A importância da agricultura familiar no Brasil

Enviada em 11/08/2021

Conforme a primeira lei de Newton, um corpo tende a permanecer em seu movimento até que uma força atue sobre ele, mudando-o de percurso. Nessa perspectiva, em alusão ao corpo social brasileiro, ainda que a agricultura familiar seja importante para o manejo sustentável, todavia existem obstáculos a serem superados, uma vez que essa demanda não atende o mercado exportador. Com isso, ao invés de funcionar como a força capaz de reverter essa situação, os desafios a respeito da carência de incentivos públicos, bem como a grande concentração fundiária acaba por contribuir com a situação atual.

Em primeira análise, sabe-se que a agricultura familiar é realizada por pequenos produtores, como o núcleo familiar, em que os alimentos são direcionados para o consumo próprio ou para o mercado interno. No entanto, tendo em vista a falta de incentivos públicos, essa aplicação fica restrita à poucos lugares, sem que haja uma preocupação com os inúmeros benefícios gerados por essa forma de produção.
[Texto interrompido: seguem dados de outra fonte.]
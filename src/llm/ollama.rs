use async_trait::async_trait;
use reqwest::Client;
use serde_json::Value;

use crate::config::OllamaConfig;
use crate::errors::RagError;

use super::types::{EmbedRequest, GenerateFragment, GenerateRequest};
use super::Embedder;

#[derive(Clone)]
pub struct OllamaClient {
    base_url: String,
    client: Client,
    embedding_model: String,
    completion_model: String,
}

impl OllamaClient {
    pub fn new(config: &OllamaConfig) -> Self {
        Self {
            base_url: config.base_url.trim_end_matches('/').to_string(),
            client: Client::new(),
            embedding_model: config.embedding_model.clone(),
            completion_model: config.completion_model.clone(),
        }
    }

    /// Embed a single text. The endpoint returns a batch shape; the first
    /// row is used.
    pub async fn embed(&self, text: &str) -> Result<Vec<f32>, RagError> {
        let url = format!("{}/embed", self.base_url);
        let body = EmbedRequest {
            model: &self.embedding_model,
            input: text,
        };

        let res = self.client.post(&url).json(&body).send().await?;
        let status = res.status();
        if !status.is_success() {
            let message = res.text().await.unwrap_or_default();
            return Err(RagError::Service {
                service: "embedding",
                status: status.as_u16(),
                message,
            });
        }

        let payload: Value = res
            .json()
            .await
            .map_err(|e| RagError::invalid_response("embedding", e.to_string()))?;
        parse_embedding(&payload)
    }

    /// Generate a completion for the prompt, accumulating the streamed
    /// fragments until one signals completion. The rest of the stream is
    /// not drained.
    pub async fn complete(&self, prompt: &str) -> Result<String, RagError> {
        let url = format!("{}/generate", self.base_url);
        let body = GenerateRequest {
            model: &self.completion_model,
            prompt,
        };

        let mut res = self.client.post(&url).json(&body).send().await?;
        let status = res.status();
        if !status.is_success() {
            let message = res.text().await.unwrap_or_default();
            return Err(RagError::Service {
                service: "completion",
                status: status.as_u16(),
                message,
            });
        }

        let mut decoder = FragmentDecoder::new();
        while !decoder.is_done() {
            match res.chunk().await? {
                Some(bytes) => decoder.push(&bytes)?,
                None => break,
            }
        }
        decoder.finish()
    }
}

#[async_trait]
impl Embedder for OllamaClient {
    async fn embed(&self, text: &str) -> Result<Vec<f32>, RagError> {
        OllamaClient::embed(self, text).await
    }
}

fn parse_embedding(payload: &Value) -> Result<Vec<f32>, RagError> {
    let rows = payload
        .get("embeddings")
        .and_then(Value::as_array)
        .ok_or_else(|| RagError::invalid_response("embedding", "missing embeddings field"))?;
    let first = rows
        .first()
        .ok_or_else(|| RagError::invalid_response("embedding", "empty embeddings list"))?;
    let values = first
        .as_array()
        .ok_or_else(|| RagError::invalid_response("embedding", "embedding is not an array"))?;

    values
        .iter()
        .map(|v| {
            v.as_f64().map(|f| f as f32).ok_or_else(|| {
                RagError::invalid_response("embedding", "embedding contains a non-numeric value")
            })
        })
        .collect()
}

/// Incremental decoder for the newline-delimited generation stream.
///
/// Transport chunks do not align with line boundaries, so partial lines are
/// buffered. Once a fragment carries the completion flag, later input is
/// ignored.
#[derive(Default)]
struct FragmentDecoder {
    buf: String,
    text: String,
    done: bool,
}

impl FragmentDecoder {
    fn new() -> Self {
        Self::default()
    }

    fn is_done(&self) -> bool {
        self.done
    }

    fn push(&mut self, bytes: &[u8]) -> Result<(), RagError> {
        if self.done {
            return Ok(());
        }
        self.buf.push_str(&String::from_utf8_lossy(bytes));

        while let Some(pos) = self.buf.find('\n') {
            let line: String = self.buf.drain(..=pos).collect();
            self.apply_line(line.trim())?;
            if self.done {
                break;
            }
        }
        Ok(())
    }

    fn apply_line(&mut self, line: &str) -> Result<(), RagError> {
        if self.done || line.is_empty() {
            return Ok(());
        }
        let fragment: GenerateFragment = serde_json::from_str(line)
            .map_err(|e| RagError::invalid_response("completion", e.to_string()))?;
        self.text.push_str(&fragment.response);
        if fragment.done {
            self.done = true;
        }
        Ok(())
    }

    fn finish(mut self) -> Result<String, RagError> {
        if !self.done {
            let rest = std::mem::take(&mut self.buf);
            self.apply_line(rest.trim())?;
        }
        Ok(self.text)
    }
}

#[cfg(test)]
mod tests {
    use super::*;
    use serde_json::json;

    #[test]
    fn parse_embedding_takes_the_first_row() {
        let payload = json!({ "embeddings": [[0.1, 0.2, 0.3], [9.0, 9.0, 9.0]] });
        let embedding = parse_embedding(&payload).unwrap();
        assert_eq!(embedding.len(), 3);
        assert!((embedding[1] - 0.2).abs() < 1e-6);
    }

    #[test]
    fn parse_embedding_rejects_missing_field() {
        let payload = json!({ "model": "mistral:latest" });
        let result = parse_embedding(&payload);
        assert!(matches!(result, Err(RagError::InvalidResponse { .. })));
    }

    #[test]
    fn parse_embedding_rejects_empty_list() {
        let payload = json!({ "embeddings": [] });
        let result = parse_embedding(&payload);
        assert!(matches!(result, Err(RagError::InvalidResponse { .. })));
    }

    #[test]
    fn parse_embedding_rejects_non_numeric_values() {
        let payload = json!({ "embeddings": [[0.1, "oops", 0.3]] });
        let result = parse_embedding(&payload);
        assert!(matches!(result, Err(RagError::InvalidResponse { .. })));
    }

    #[test]
    fn decoder_accumulates_fragments_in_order() {
        let mut decoder = FragmentDecoder::new();
        decoder
            .push(b"{\"response\":\"Hello\",\"done\":false}\n")
            .unwrap();
        decoder
            .push(b"{\"response\":\" world\",\"done\":true}\n")
            .unwrap();
        assert!(decoder.is_done());
        assert_eq!(decoder.finish().unwrap(), "Hello world");
    }

    #[test]
    fn decoder_ignores_lines_after_the_terminal_fragment() {
        let mut decoder = FragmentDecoder::new();
        decoder
            .push(b"{\"response\":\"done\",\"done\":true}\n{\"response\":\"extra\",\"done\":false}\n")
            .unwrap();
        decoder.push(b"{\"response\":\"more\"}\n").unwrap();
        assert_eq!(decoder.finish().unwrap(), "done");
    }

    #[test]
    fn decoder_handles_lines_split_across_chunks() {
        let mut decoder = FragmentDecoder::new();
        decoder.push(b"{\"response\":\"par").unwrap();
        decoder.push(b"tial\",\"done\":false}\n").unwrap();
        decoder.push(b"{\"response\":\"!\",\"done\":true}\n").unwrap();
        assert_eq!(decoder.finish().unwrap(), "partial!");
    }

    #[test]
    fn decoder_flushes_a_trailing_line_without_newline() {
        let mut decoder = FragmentDecoder::new();
        decoder.push(b"{\"response\":\"tail\",\"done\":true}").unwrap();
        assert_eq!(decoder.finish().unwrap(), "tail");
    }

    #[test]
    fn decoder_rejects_non_json_lines() {
        let mut decoder = FragmentDecoder::new();
        let result = decoder.push(b"not json\n");
        assert!(matches!(result, Err(RagError::InvalidResponse { .. })));
    }

    #[tokio::test]
    #[ignore]
    async fn live_embed_against_local_ollama() {
        let client = OllamaClient::new(&crate::config::OllamaConfig::default());
        let embedding = client.embed("Why is the sky blue?").await.unwrap();
        assert!(!embedding.is_empty());
    }
}
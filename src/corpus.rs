//! Corpus loading and paragraph splitting.
//!
//! The input is a plain-text file with paragraphs separated by a blank line.
//! Chunk ids are the segment positions before empty segments are dropped, so
//! surviving ids may be non-contiguous; ids are positional and must stay
//! stable across re-ingestion of the same file.

use std::fs;
use std::path::Path;

use crate::errors::RagError;

/// One paragraph-level unit of source text to be embedded.
#[derive(Debug, Clone, PartialEq, Eq)]
pub struct Chunk {
    pub id: u64,
    pub text: String,
}

/// Read a corpus file and split it into paragraph chunks.
pub fn load_corpus(path: &Path) -> Result<Vec<Chunk>, RagError> {
    if !path.exists() {
        return Err(RagError::CorpusNotFound(path.to_path_buf()));
    }
    let contents = fs::read_to_string(path)?;
    Ok(split_paragraphs(&contents))
}

/// Split on double-newline boundaries, trim each segment, drop empties.
pub fn split_paragraphs(contents: &str) -> Vec<Chunk> {
    contents
        .split("\n\n")
        .enumerate()
        .filter_map(|(position, segment)| {
            let text = segment.trim();
            if text.is_empty() {
                None
            } else {
                Some(Chunk {
                    id: position as u64,
                    text: text.to_string(),
                })
            }
        })
        .collect()
}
Tanto que, segundo a Embrapa, esse manejo é responsável por 38% do Produto Interno Bruto brasileiro. Além disso, o solo é bem cuidado, a biodiversidade é preservada e a qualidade dos alimentos são melhores. Por isso, cabe aos municípios investir nessa demanda, a fim de garantir o bem estar social.

Sob um segundo enfoque, de acordo com a Constituição Federal de 1988, afirma que todo cidadão tem o direito pela terra. No entanto, durante o Período Colonial, a partir de 1549, houve a intensificação da concentração de terras, por meio dos fazendeiros, como forma de garantir a autoridade e poder local. Em consonância à realidade, fica difícil garantir a expansão da agricultura familiar, já que a maior parte dos solos estão nas “mãos” de poucos. Tanto que, para o Censo Agropecuário, cerca de 20% das terras agricultáveis pertencem aos pequenos produtores. Logo, cabe as medidas públicas reverter essa situação.

Portanto, fica evidente a necessidade de medidas que realizem a mudança do percurso. Para isso, urge que o Ministério da Educação crie, por meio de verbas governamentais, projetos no Comitê de Segurança, sendo administrados por profissionais ambientalistas, para que ocorra a distribuição de terras, a fim de garantir a produção diversificada e saudável. Além disso, cabe ao projeto promover investimentos aos pequenos produtores, especialmente em adubos, transporte e fertilizantes. Somente assim, será possível a mudança do percurso, de modo que garanta uma perspectiva de mundo melhor.